The gist of the story is that a Google Glass user (prescription glasses by the way) was wearing his glasses while watching the new Jack Ryan flick at an AMC theatre in Columbus, Ohio. (Side note: Not a terrible reboot of that franchise.) About an hour into the movie a federal agent came in and swiped the glasses off of his face. Both the agent and the gentleman exited the theatre. According to the accounts so far, agents spent three hours “intimidating” the Google Glass wearer before deciding that he had done nothing wrong. The wearer had been protesting all along that he did not have Google Glass turned on. There are two links where you can read more about the specifics here and here. (Both sources keep getting updated as the story moves on.)
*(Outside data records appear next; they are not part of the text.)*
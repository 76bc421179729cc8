//! MIDI → piano-roll conversion.
//!
//! Walks every track of the file once, pairing note-on/note-off events into
//! timed notes, then rasterizes the notes onto a step grid of `resolution`
//! steps per beat. Tick t lands on step `t * resolution / ppq` (integer
//! floor); a note occupies the half-open step range `[onset, offset)`.

use std::collections::HashMap;
use std::fs;
use std::path::Path;

use midly::{MetaMessage, MidiMessage, Smf, TrackEventKind};
use ndarray::{s, Array2};

use crate::roll::{PianoRoll, Track, NUM_PITCHES};
use crate::{Error, Result};

/// MIDI default tempo, used before the first tempo event.
const DEFAULT_BPM: f64 = 120.0;

/// Fallback PPQ for SMPTE-timed files, which carry no metrical timing.
const TIMECODE_PPQ: u64 = 480;

const DRUM_CHANNEL: u8 = 9;

/// A paired note with absolute tick timing, prior to quantization.
#[derive(Debug, Clone, Copy)]
struct RawNote {
    onset_tick: u64,
    offset_tick: u64,
    pitch: u8,
    velocity: u8,
}

impl PianoRoll {
    /// Parse MIDI bytes into a piano-roll with the given resolution.
    pub fn from_bytes(bytes: &[u8], resolution: u32) -> Result<Self> {
        if resolution == 0 {
            return Err(Error::InvalidResolution);
        }

        let smf = Smf::parse(bytes).map_err(|e| Error::MidiParse(e.to_string()))?;

        let ppq = match smf.header.timing {
            midly::Timing::Metrical(ticks) => ticks.as_int() as u64,
            midly::Timing::Timecode(_, _) => TIMECODE_PPQ,
        };
        if ppq == 0 {
            return Err(Error::MidiParse("header declares zero ticks per beat".into()));
        }

        build_roll(&smf, ppq, resolution)
    }

    /// Read and parse a MIDI file from disk.
    pub fn from_file(path: &Path, resolution: u32) -> Result<Self> {
        let bytes = fs::read(path).map_err(|source| Error::Read {
            path: path.to_path_buf(),
            source,
        })?;
        Self::from_bytes(&bytes, resolution)
    }
}

fn build_roll(smf: &Smf, ppq: u64, resolution: u32) -> Result<PianoRoll> {
    // Notes grouped per (file track, channel), preserving encounter order
    // of the groups so output track order is stable.
    let mut voices: Vec<((usize, u8), Vec<RawNote>)> = Vec::new();
    let mut voice_index: HashMap<(usize, u8), usize> = HashMap::new();

    let mut programs: HashMap<(usize, u8), u8> = HashMap::new();
    let mut names: HashMap<usize, String> = HashMap::new();
    let mut tempo_events: Vec<(u64, f64)> = Vec::new();
    let mut end_tick: u64 = 0;

    for (track_index, track) in smf.tracks.iter().enumerate() {
        let mut current_tick: u64 = 0;
        // (channel, pitch) → onset/velocity stack, so overlapping repeats
        // of the same pitch close in LIFO order.
        let mut pending: HashMap<(u8, u8), Vec<(u64, u8)>> = HashMap::new();

        for event in track {
            current_tick += event.delta.as_int() as u64;

            match event.kind {
                TrackEventKind::Meta(MetaMessage::Tempo(tempo)) => {
                    let usec = tempo.as_int();
                    if usec > 0 {
                        tempo_events.push((current_tick, 60_000_000.0 / usec as f64));
                    }
                }
                TrackEventKind::Meta(MetaMessage::TrackName(bytes)) => {
                    if let Ok(name) = String::from_utf8(bytes.to_vec()) {
                        names.entry(track_index).or_insert(name);
                    }
                }
                TrackEventKind::Midi { channel, message } => {
                    let ch = channel.as_int();
                    match message {
                        MidiMessage::NoteOn { key, vel } if vel.as_int() > 0 => {
                            pending
                                .entry((ch, key.as_int()))
                                .or_default()
                                .push((current_tick, vel.as_int()));
                        }
                        MidiMessage::NoteOff { key, .. } | MidiMessage::NoteOn { key, .. } => {
                            // vel=0 NoteOn counts as NoteOff
                            if let Some(stack) = pending.get_mut(&(ch, key.as_int())) {
                                if let Some((onset, velocity)) = stack.pop() {
                                    push_note(
                                        &mut voices,
                                        &mut voice_index,
                                        (track_index, ch),
                                        RawNote {
                                            onset_tick: onset,
                                            offset_tick: current_tick,
                                            pitch: key.as_int(),
                                            velocity,
                                        },
                                    );
                                }
                            }
                        }
                        MidiMessage::ProgramChange { program } => {
                            programs
                                .entry((track_index, ch))
                                .or_insert(program.as_int());
                        }
                        _ => {}
                    }
                }
                _ => {}
            }
        }

        // Close unclosed notes at the track's final tick
        for ((ch, pitch), stack) in pending {
            for (onset, velocity) in stack {
                push_note(
                    &mut voices,
                    &mut voice_index,
                    (track_index, ch),
                    RawNote {
                        onset_tick: onset,
                        offset_tick: current_tick,
                        pitch,
                        velocity,
                    },
                );
            }
        }

        end_tick = end_tick.max(current_tick);
    }

    if voices.is_empty() {
        return Err(Error::NoTracks);
    }

    let step_of = |tick: u64| (tick * resolution as u64 / ppq) as usize;

    let max_offset = voices
        .iter()
        .flat_map(|(_, notes)| notes.iter().map(|n| n.offset_tick))
        .max()
        .unwrap_or(0);
    let n_steps = step_of(end_tick.max(max_offset));

    let tracks = voices
        .into_iter()
        .map(|((track_index, channel), notes)| {
            let mut roll = Array2::<u8>::zeros((n_steps, NUM_PITCHES));
            for note in notes {
                let onset = step_of(note.onset_tick);
                let offset = step_of(note.offset_tick).min(n_steps);
                if offset > onset {
                    roll.slice_mut(s![onset..offset, note.pitch as usize])
                        .mapv_inplace(|v| v.max(note.velocity));
                }
            }
            Track {
                program: programs.get(&(track_index, channel)).copied().unwrap_or(0),
                is_drum: channel == DRUM_CHANNEL,
                name: names.get(&track_index).cloned(),
                roll,
            }
        })
        .collect();

    Ok(PianoRoll {
        resolution,
        tempo: tempo_vector(&tempo_events, ppq, resolution, n_steps),
        tracks,
    })
}

fn push_note(
    voices: &mut Vec<((usize, u8), Vec<RawNote>)>,
    voice_index: &mut HashMap<(usize, u8), usize>,
    key: (usize, u8),
    note: RawNote,
) {
    let index = *voice_index.entry(key).or_insert_with(|| {
        voices.push((key, Vec::new()));
        voices.len() - 1
    });
    voices[index].1.push(note);
}

/// Expand sparse tempo events into one BPM value per time-step.
fn tempo_vector(events: &[(u64, f64)], ppq: u64, resolution: u32, n_steps: usize) -> Vec<f64> {
    let mut sorted = events.to_vec();
    sorted.sort_by(|a, b| a.0.cmp(&b.0));

    let mut tempo = Vec::with_capacity(n_steps);
    let mut current = DEFAULT_BPM;
    let mut next = sorted.iter().peekable();

    for step in 0..n_steps {
        let tick = step as u64 * ppq / resolution as u64;
        while let Some(&&(event_tick, bpm)) = next.peek() {
            if event_tick <= tick {
                current = bpm;
                next.next();
            } else {
                break;
            }
        }
        tempo.push(current);
    }

    tempo
}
So, that’s the story even if the facts keep shifting. The implications, though, are ones that we’ve seen coming ever since Google Glass was first unveiled. A bar announced it would ban Glass users early on. Bars and movie theaters aren’t the only businesses that may be concerned. And users concerned about privacy are concerned as well. Google Glass, and potentially other Wearable technology will allow photo, video, and audio recording in surreptitious ways that are certainly more uncomfortable to a number of interests both business and personal. Technology is moving so quickly that norms and laws can’t possibly keep up and we’re in for some interesting times as the friction between what’s possible and what’s acceptable bump up against one another.
There are a several interesting points here. This user was wearing prescription lenses equipped with Google Glass. Does this mean that the many potential Google Glass users who require prescription lenses are going to need two pairs of glasses? One for acceptable uses and one pair that they can wear in places and circumstances where Glass won’t be allowed? That makes an expensive proposition even more so. Will Google have to come up with a better on/off signal for Google Glass, so that it will be easy to see if a user is “glassing?” (Is that now a verb?) Certainly early adopters will have to bear a large portion of the burden for acting responsibly when using the new technology. But we all know how humans love to push envelopes when trying out new technology. Ask the folks behind the Sex with Glass App that is making some uncomfortable noise at the moment.
This is all new territory and we haven’t seen the end of this movie yet. Maybe that’s why Google has called its early adopters of Glass, Explorers.